Use CaseDescriptionExample
Topological Sorting of a Directed Acyclic Graph (DAG)Given a directed acyclic graph, return a linear ordering of its vertices such that for every directed edge u to v , vertex u comes before vertex v.For the graph with edges: A → B, A → C, B → D, C → D, one possible result is [A, B, C, D].
Course SchedulingGiven a list of courses and their prerequisites, determine an order to take the courses.For courses: {0: [], 1: [0], 2: [1]}, a valid order could be [0, 1, 2].

Code Template

Initialization

  1. indegree = defaultdict(int): Store the indegree (number of incoming edges) for each node in the graph. It initializes the count to zero for any node that hasn't been encountered yet.
  2. queue = deque([node for node in graph if indegree[node] == 0]): A deque (double-ended queue) is initialized with nodes that have an indegree of zero. These are the starting points for the topological sort, as they don't have any prerequisites.

Calculate node indegree

  1. The outer loop goes through each node in the graph. The inner loop processes each nei of the current node.
  2. The indegree of each nei is incremented by 1, counting how many edges point to it.

Processes node

  1. while queue: This loop continues as long as there are nodes in the queue. The queue contains nodes that are ready to be processed (i.e., they have zero indegree).
  2. node = queue.popleft(): The popleft() method removes and returns the first node from the queue.

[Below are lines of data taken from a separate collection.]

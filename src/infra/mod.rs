pub mod poll;
pub mod probe;
use crate::error::{BootstrapError, Result};
use serde_json::{Map, Value};
use std::io::Write;
use std::path::{Path, PathBuf};
use tracing::{debug, warn};

/// Maximum size for a config file (10 MB).
pub const MAX_CONFIG_FILE_BYTES: u64 = 10 * 1024 * 1024;

/// Parse a config document leniently.
///
/// Strict JSON is tried first, then JSON5 (the dialect the gateway itself
/// accepts). Anything unparseable, or a top-level value that is not an
/// object, becomes an empty object.
pub fn parse_config_lenient(content: &str) -> Map<String, Value> {
    let parsed = serde_json::from_str::<Value>(content)
        .or_else(|_| json5::from_str::<Value>(content));

    match parsed {
        Ok(Value::Object(map)) => map,
        Ok(other) => {
            warn!(
                kind = value_kind(&other),
                "Config document is not a JSON object, starting from an empty object"
            );
            Map::new()
        }
        Err(e) => {
            warn!("Config document failed to parse ({e}), starting from an empty object");
            Map::new()
        }
    }
}

/// Read the config file leniently. A missing, unreadable or oversized file
/// yields an empty object.
pub fn read_config_lenient(path: &Path) -> Map<String, Value> {
    if let Ok(meta) = std::fs::metadata(path) {
        if meta.len() > MAX_CONFIG_FILE_BYTES {
            warn!(
                size = meta.len(),
                limit = MAX_CONFIG_FILE_BYTES,
                "Config file '{}' is too large, starting from an empty object",
                path.display()
            );
            return Map::new();
        }
    }

    match std::fs::read_to_string(path) {
        Ok(content) => parse_config_lenient(&content),
        Err(e) => {
            warn!(
                "Cannot read config file '{}' ({e}), starting from an empty object",
                path.display()
            );
            Map::new()
        }
    }
}

/// Render a document the way it is stored on disk: 2-space pretty JSON
/// with a trailing newline.
pub fn render_config(config: &Map<String, Value>) -> Result<String> {
    let mut content = serde_json::to_string_pretty(config)?;
    content.push('\n');
    Ok(content)
}

/// Compute a hash of a configuration snapshot for change detection.
pub fn resolve_config_snapshot_hash(config: &Map<String, Value>) -> String {
    use sha2::{Digest, Sha256};
    let canonical = serde_json::to_string(config).unwrap_or_default();
    let hash = Sha256::digest(canonical.as_bytes());
    hex::encode(hash)
}

/// Write the configuration atomically.
pub fn write_config_atomic(path: &Path, config: &Map<String, Value>) -> Result<()> {
    let content = render_config(config)?;
    write_atomic(path, content.as_bytes())?;
    debug!("Wrote config to {}", path.display());
    Ok(())
}

/// Replace `path` with `content` atomically.
///
/// The content goes to a temp file in the target directory, is synced, and
/// then renamed over the target, so readers only ever see the old or the
/// new file.
pub fn write_atomic(path: &Path, content: &[u8]) -> Result<()> {
    let path = resolve_write_target(path);
    let dir = path
        .parent()
        .filter(|p| !p.as_os_str().is_empty())
        .unwrap_or_else(|| Path::new("."));

    std::fs::create_dir_all(dir).map_err(|e| BootstrapError::io(dir, e))?;

    let mut tmp = tempfile::Builder::new()
        .prefix(".mylobster.")
        .suffix(".tmp")
        .tempfile_in(dir)
        .map_err(|e| BootstrapError::io(dir, e))?;
    tmp.write_all(content)
        .map_err(|e| BootstrapError::io(tmp.path(), e))?;
    tmp.as_file()
        .sync_all()
        .map_err(|e| BootstrapError::io(tmp.path(), e))?;
    tmp.persist(&path)
        .map_err(|e| BootstrapError::io(&path, e.error))?;
    Ok(())
}

/// Where a write to `path` lands. A symlink at `path` is followed one level
/// so the rename replaces the target file, not the link.
pub fn resolve_write_target(path: &Path) -> PathBuf {
    match std::fs::read_link(path) {
        Ok(target) if target.is_absolute() => target,
        Ok(target) => path.parent().map_or(target.clone(), |p| p.join(&target)),
        Err(_) => path.to_path_buf(),
    }
}

fn value_kind(value: &Value) -> &'static str {
    match value {
        Value::Null => "null",
        Value::Bool(_) => "boolean",
        Value::Number(_) => "number",
        Value::String(_) => "string",
        Value::Array(_) => "array",
        Value::Object(_) => "object",
    }
}

// ============================================================================
// Tests
// ============================================================================
mod defaults;
mod env;
mod io;
mod merge;
mod synth;
mod types;

pub use defaults::*;
pub use env::*;
pub use io::*;
pub use merge::*;
pub use synth::*;
pub use types::*;

use crate::error::Result;
use crate::infra::poll::PollConfig;
use serde_json::{Map, Value};
use std::path::PathBuf;
use tracing::info;

/// Filesystem layout the bootstrap operates on.
///
/// `Default` is the fixed container layout; tests point it at a temp dir.
#[derive(Debug, Clone, PartialEq, Eq)]
pub struct BootstrapPaths {
    pub config_dir: PathBuf,
    pub config_file: PathBuf,
    pub template_file: PathBuf,
    pub mount_path: PathBuf,
    pub skills_dir: PathBuf,
    pub lock_files: Vec<PathBuf>,
}

impl Default for BootstrapPaths {
    fn default() -> Self {
        Self {
            config_dir: PathBuf::from(CONFIG_DIR),
            config_file: PathBuf::from(CONFIG_FILE),
            template_file: PathBuf::from(TEMPLATE_FILE),
            mount_path: PathBuf::from(MOUNT_PATH),
            skills_dir: PathBuf::from(SKILLS_DIR),
            lock_files: LOCK_FILES.iter().map(PathBuf::from).collect(),
        }
    }
}

impl BootstrapPaths {
    /// Same layout re-rooted under `root` (`/root/.mylobster` becomes
    /// `<root>/root/.mylobster`).
    pub fn rooted_at(root: &std::path::Path) -> Self {
        let reroot = |p: &PathBuf| root.join(p.strip_prefix("/").unwrap_or(p));
        let base = Self::default();
        Self {
            config_dir: reroot(&base.config_dir),
            config_file: reroot(&base.config_file),
            template_file: reroot(&base.template_file),
            mount_path: reroot(&base.mount_path),
            skills_dir: reroot(&base.skills_dir),
            lock_files: base.lock_files.iter().map(reroot).collect(),
        }
    }

    /// Where the config directory lives inside the mount.
    pub fn mount_config_dir(&self) -> PathBuf {
        self.mount_path.join(MOUNT_CONFIG_SUBDIR)
    }

    /// Where the skills directory lives inside the mount.
    pub fn mount_skills_dir(&self) -> PathBuf {
        self.mount_path.join(MOUNT_SKILLS_SUBDIR)
    }
}

/// Runtime settings for one bootstrap run.
#[derive(Debug, Clone)]
pub struct BootstrapSettings {
    pub paths: BootstrapPaths,
    /// Gateway executable, resolved through `PATH` when not absolute.
    pub gateway_bin: String,
    /// Mount readiness backoff.
    pub mount_poll: PollConfig,
}

impl Default for BootstrapSettings {
    fn default() -> Self {
        Self {
            paths: BootstrapPaths::default(),
            gateway_bin: DEFAULT_GATEWAY_BIN.to_string(),
            mount_poll: PollConfig::default(),
        }
    }
}

/// Outcome of synchronizing the config file with the environment.
#[derive(Debug, Clone)]
pub struct ConfigSync {
    pub origin: ConfigOrigin,
    pub summary: MergeSummary,
    pub hash_before: String,
    pub hash_after: String,
    pub document: Map<String, Value>,
}

impl ConfigSync {
    pub fn changed(&self) -> bool {
        self.hash_before != self.hash_after
    }
}

/// Ensure the config exists, merge the environment into it, and write it
/// back. With `write = false` the merged document is computed but the
/// file is left as the synthesizer produced it.
pub fn sync_config(paths: &BootstrapPaths, env: &EnvSnapshot, write: bool) -> Result<ConfigSync> {
    let origin = ensure_config_file(&paths.config_file, &paths.template_file)?;

    let mut document = read_config_lenient(&paths.config_file);
    let hash_before = resolve_config_snapshot_hash(&document);
    let summary = merge_env_into_config(&mut document, env);
    let hash_after = resolve_config_snapshot_hash(&document);

    if write {
        write_config_atomic(&paths.config_file, &document)?;
    }

    info!(
        origin = ?origin,
        changed = hash_before != hash_after,
        hash = %hash_after,
        channels = ?summary.channels_applied,
        "Config synchronized"
    );

    Ok(ConfigSync {
        origin,
        summary,
        hash_before,
        hash_after,
        document,
    })
}

#[cfg(test)]
mod tests {
    use super::*;
    use pretty_assertions::assert_eq;
    use tempfile::TempDir;

    #[test]
    fn rooted_paths_keep_layout() {
        let paths = BootstrapPaths::rooted_at(std::path::Path::new("/tmp/x"));
        assert_eq!(paths.config_file, PathBuf::from("/tmp/x/root/.mylobster/mylobster.json"));
        assert_eq!(paths.mount_config_dir(), PathBuf::from("/tmp/x/data/mylobster/mylobster"));
        assert_eq!(paths.mount_skills_dir(), PathBuf::from("/tmp/x/data/mylobster/skills"));
        assert_eq!(paths.lock_files[0], PathBuf::from("/tmp/x/tmp/mylobster-gateway.lock"));
    }

    #[test]
    fn sync_from_nothing_writes_pinned_default() {
        let dir = TempDir::new().unwrap();
        let paths = BootstrapPaths::rooted_at(dir.path());

        let sync = sync_config(&paths, &EnvSnapshot::default(), true).unwrap();
        assert_eq!(sync.origin, ConfigOrigin::Default);

        let written: Value =
            serde_json::from_str(&std::fs::read_to_string(&paths.config_file).unwrap()).unwrap();
        assert_eq!(
            written,
            serde_json::json!({
                "agents": {"defaults": {
                    "workspace": "/root/mylobster",
                    "model": {"primary": DEFAULT_MODEL}
                }},
                "gateway": {"port": 18789, "mode": "local", "trustedProxies": ["10.1.0.0"]},
                "channels": {}
            })
        );
    }

    #[test]
    fn dry_sync_leaves_file_untouched() {
        let dir = TempDir::new().unwrap();
        let paths = BootstrapPaths::rooted_at(dir.path());
        std::fs::create_dir_all(&paths.config_dir).unwrap();
        std::fs::write(&paths.config_file, "{\"custom\": 1}").unwrap();

        let sync = sync_config(&paths, &EnvSnapshot::default(), false).unwrap();
        assert!(sync.changed());
        assert_eq!(sync.document["custom"], 1);
        assert_eq!(std::fs::read_to_string(&paths.config_file).unwrap(), "{\"custom\": 1}");
    }

    #[test]
    fn second_sync_is_byte_identical() {
        let dir = TempDir::new().unwrap();
        let paths = BootstrapPaths::rooted_at(dir.path());
        let env = EnvSnapshot::from_pairs([
            (ENV_GATEWAY_TOKEN, "tok"),
            (ENV_DISCORD_BOT_TOKEN, "d"),
            (ENV_ANTHROPIC_BASE_URL, "https://gw.example"),
        ]);

        sync_config(&paths, &env, true).unwrap();
        let first = std::fs::read(&paths.config_file).unwrap();
        let second_sync = sync_config(&paths, &env, true).unwrap();
        let second = std::fs::read(&paths.config_file).unwrap();

        assert_eq!(first, second);
        assert!(!second_sync.changed());
        assert_eq!(second_sync.origin, ConfigOrigin::Existing);
    }
}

This node is the next one to be processed in the topological order.

Updating indegrees

  1. for nei in graph[node]: This loop goes through each nei of the current node. These are the nodes that are directly reachable from node.
  2. indegree[nei] -= 1: The indegree of the nei is decreased by 1. This reflects that one incoming edge (from node to nei) has been processed.
  3. if indegree[nei] == 0: After decrementing, Checks if the nei now has an indegree of zero. This means there are no remaining incoming edges to this node.
  4. queue.append(nei): If the indegree is zero, the nei is added to the queue, making it ready to be processed in subsequent iterations.
def topological_sort(graph):
queue = deque([node for node in graph if indegree[node] == 0])
result = []
indegree = defaultdict(int)

Common mistakes

  1. Wrong Cycle Detection
# Wrong: missing cycle detection
return result # Always returns result without checking for cycles
# Correct:
if len(result) != len(graph): # Check if all nodes are visited
return [] # or raise exception for cycle detection
return result
  1. Wrong Queue Operation
# Wrong: using pop() instead of popleft()
node = queue.pop() # Gets last element instead of first
# Wrong: using append_left instead of append
queue.appendleft(nei) # Adds to wrong end
# Correct:
node = queue.popleft()
queue.append(nei)

Issues and consideration

  • Ensure that the input graph is a valid directed acyclic graph (DAG). Topological sorting is only applicable to DAGs.
  • If the graph has cycles, the algorithm will not produce a valid topological sort. You might want to check if the length of the result is equal to the number of nodes in the graph after processing. If not, it indicates a cycle.

210. Course Schedule II

class Solution:
def findOrder(self, numCourses, prerequisites):
# Step 1: Build the graph and indegree array
graph = defaultdict(list)
indegree = [0] * numCourses
for ai, bi in prerequisites:
graph[bi].append(ai) # bi -> ai
indegree[ai] += 1 # Increase indegree for ai
# Step 2: Initialize the queue with all courses having no prerequisites
queue = deque([i for i in range(numCourses) if indegree[i] == 0])
result = []
# Step 3: Process the courses
while queue:
node = queue.popleft()
result.append(node)
for nei in graph[node]:
indegree[nei] -= 1
if indegree[nei] == 0:
queue.append(nei)
# Step 4: Check if we were able to schedule all courses
if len(result) == numCourses:
return result
else:
return [] # Cycle detected or not all courses can be completed

444. Sequence Reconstruction

class Solution:
def sequenceReconstruction(self, org: List[int], seqs: List[List[int]]) -> bool:
graph = defaultdict(set)
indegree = defaultdict(int)
nodes = set()
for seq in seqs:
nodes.update(seq)
if set(org) != nodes:
return False
# Build graph from sequences
for seq in seqs:
for i in range(len(seq) - 1):
if seq[i+1] not in graph[seq[i]]:
graph[seq[i]].add(seq[i+1])
indegree[seq[i+1]] += 1
queue = deque([x for x in org if indegree[x] == 0])
result = []
while queue:
if len(queue) > 1:
return False
node = queue.popleft()
result.append(node)
for nei in graph[node]:
indegree[nei] -= 1
if indegree[nei] == 0:
queue.append(nei)
return result == org

1136. Parallel Courses

class Solution:
def minimumSemesters(self, n: int, relations: List[List[int]]) -> int:
graph = defaultdict(list)
indegree = [0] * (n + 1)
# Build graph
for prev, next in relations:
graph[prev].append(next)
indegree[next] += 1
queue = deque([i for i in range(1, n + 1) if indegree[i] == 0])
semester = 0
count = 0
while queue:
semester += 1
size = len(queue)
for _ in range(size):
node = queue.popleft()
count += 1
for nei in graph[node]:
indegree[nei] -= 1
if indegree[nei] == 0:
queue.append(nei)
return semester if count == n else -1